> [What needs to be done] Which lines of the entries contain the string "total"? Copy each of them.

Stored entries
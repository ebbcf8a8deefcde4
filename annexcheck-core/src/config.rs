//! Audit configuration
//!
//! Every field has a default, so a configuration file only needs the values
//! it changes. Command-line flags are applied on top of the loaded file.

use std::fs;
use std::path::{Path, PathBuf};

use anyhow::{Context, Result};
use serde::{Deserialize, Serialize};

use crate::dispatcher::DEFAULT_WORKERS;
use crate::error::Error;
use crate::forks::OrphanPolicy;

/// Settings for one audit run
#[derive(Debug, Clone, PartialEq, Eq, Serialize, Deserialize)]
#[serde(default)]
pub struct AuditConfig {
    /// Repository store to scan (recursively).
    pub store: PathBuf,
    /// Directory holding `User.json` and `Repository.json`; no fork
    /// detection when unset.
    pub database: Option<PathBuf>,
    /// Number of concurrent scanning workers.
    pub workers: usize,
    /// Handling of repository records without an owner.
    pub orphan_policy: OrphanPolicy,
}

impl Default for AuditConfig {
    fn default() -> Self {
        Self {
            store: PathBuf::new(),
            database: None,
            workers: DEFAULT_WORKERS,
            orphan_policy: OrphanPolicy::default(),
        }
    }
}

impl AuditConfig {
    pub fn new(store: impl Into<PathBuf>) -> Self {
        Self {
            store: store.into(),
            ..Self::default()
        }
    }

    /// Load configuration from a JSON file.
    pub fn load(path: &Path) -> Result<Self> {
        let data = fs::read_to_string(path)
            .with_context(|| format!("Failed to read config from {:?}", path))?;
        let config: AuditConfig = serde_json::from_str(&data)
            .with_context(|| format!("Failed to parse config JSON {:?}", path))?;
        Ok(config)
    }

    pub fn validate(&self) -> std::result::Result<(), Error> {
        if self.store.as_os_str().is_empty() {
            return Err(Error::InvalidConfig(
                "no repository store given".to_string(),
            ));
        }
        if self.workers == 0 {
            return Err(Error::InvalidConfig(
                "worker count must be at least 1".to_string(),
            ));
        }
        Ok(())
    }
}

* * *

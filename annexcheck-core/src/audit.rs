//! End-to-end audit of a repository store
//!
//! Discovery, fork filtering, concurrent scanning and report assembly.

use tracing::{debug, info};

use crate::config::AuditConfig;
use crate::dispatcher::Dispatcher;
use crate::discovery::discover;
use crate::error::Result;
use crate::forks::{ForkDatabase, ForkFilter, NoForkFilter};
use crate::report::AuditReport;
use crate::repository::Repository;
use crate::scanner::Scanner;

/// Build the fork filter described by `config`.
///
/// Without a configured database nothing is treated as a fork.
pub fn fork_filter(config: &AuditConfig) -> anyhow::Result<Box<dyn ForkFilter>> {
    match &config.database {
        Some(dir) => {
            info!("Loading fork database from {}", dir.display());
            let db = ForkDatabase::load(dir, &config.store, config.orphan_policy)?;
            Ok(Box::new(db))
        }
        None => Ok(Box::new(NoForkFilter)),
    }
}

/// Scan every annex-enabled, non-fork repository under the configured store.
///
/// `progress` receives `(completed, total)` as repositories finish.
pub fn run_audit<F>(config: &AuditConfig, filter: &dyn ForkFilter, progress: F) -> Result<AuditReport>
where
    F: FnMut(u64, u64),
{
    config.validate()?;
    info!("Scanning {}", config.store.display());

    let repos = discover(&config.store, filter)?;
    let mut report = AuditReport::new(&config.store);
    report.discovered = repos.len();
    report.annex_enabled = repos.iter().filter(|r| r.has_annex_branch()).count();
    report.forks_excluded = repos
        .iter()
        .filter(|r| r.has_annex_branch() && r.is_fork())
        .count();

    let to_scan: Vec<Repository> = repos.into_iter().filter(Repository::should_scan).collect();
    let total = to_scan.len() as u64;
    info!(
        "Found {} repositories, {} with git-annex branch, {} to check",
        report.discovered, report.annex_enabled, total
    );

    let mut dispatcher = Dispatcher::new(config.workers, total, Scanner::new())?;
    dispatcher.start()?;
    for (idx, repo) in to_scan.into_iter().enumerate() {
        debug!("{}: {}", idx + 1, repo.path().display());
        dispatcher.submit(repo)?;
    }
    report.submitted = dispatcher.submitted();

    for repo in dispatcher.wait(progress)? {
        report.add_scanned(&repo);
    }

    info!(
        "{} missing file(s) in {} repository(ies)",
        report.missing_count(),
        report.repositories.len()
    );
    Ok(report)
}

--

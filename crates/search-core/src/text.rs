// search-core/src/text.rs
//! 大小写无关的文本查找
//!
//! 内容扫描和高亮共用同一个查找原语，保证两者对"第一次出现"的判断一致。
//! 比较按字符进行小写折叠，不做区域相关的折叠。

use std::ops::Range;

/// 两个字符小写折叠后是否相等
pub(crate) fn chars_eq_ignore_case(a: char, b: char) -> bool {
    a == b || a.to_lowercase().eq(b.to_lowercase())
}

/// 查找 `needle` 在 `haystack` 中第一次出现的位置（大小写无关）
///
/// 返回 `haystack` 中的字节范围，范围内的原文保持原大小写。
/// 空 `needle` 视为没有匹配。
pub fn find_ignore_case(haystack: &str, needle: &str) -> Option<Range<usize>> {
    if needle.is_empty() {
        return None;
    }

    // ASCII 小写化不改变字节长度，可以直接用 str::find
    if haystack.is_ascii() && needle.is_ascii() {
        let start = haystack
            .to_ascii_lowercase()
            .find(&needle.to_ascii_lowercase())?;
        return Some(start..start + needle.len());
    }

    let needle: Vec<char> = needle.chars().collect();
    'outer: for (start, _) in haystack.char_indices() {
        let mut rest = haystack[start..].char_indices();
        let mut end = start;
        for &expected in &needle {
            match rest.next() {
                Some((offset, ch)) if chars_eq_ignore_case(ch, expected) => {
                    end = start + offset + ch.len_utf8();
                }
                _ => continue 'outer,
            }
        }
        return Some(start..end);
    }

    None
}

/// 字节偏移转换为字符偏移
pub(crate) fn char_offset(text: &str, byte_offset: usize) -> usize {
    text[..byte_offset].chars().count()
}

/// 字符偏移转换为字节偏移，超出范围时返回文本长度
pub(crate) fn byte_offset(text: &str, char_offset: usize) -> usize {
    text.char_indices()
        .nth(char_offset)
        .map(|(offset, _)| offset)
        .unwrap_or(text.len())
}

> [Exercise solution]
/// `progress` receives `(completed, total)` as repositories finish.
    let total = to_scan.len() as u64;
        report.discovered, report.annex_enabled, total
    let mut dispatcher = Dispatcher::new(config.workers, total, Scanner::new())?;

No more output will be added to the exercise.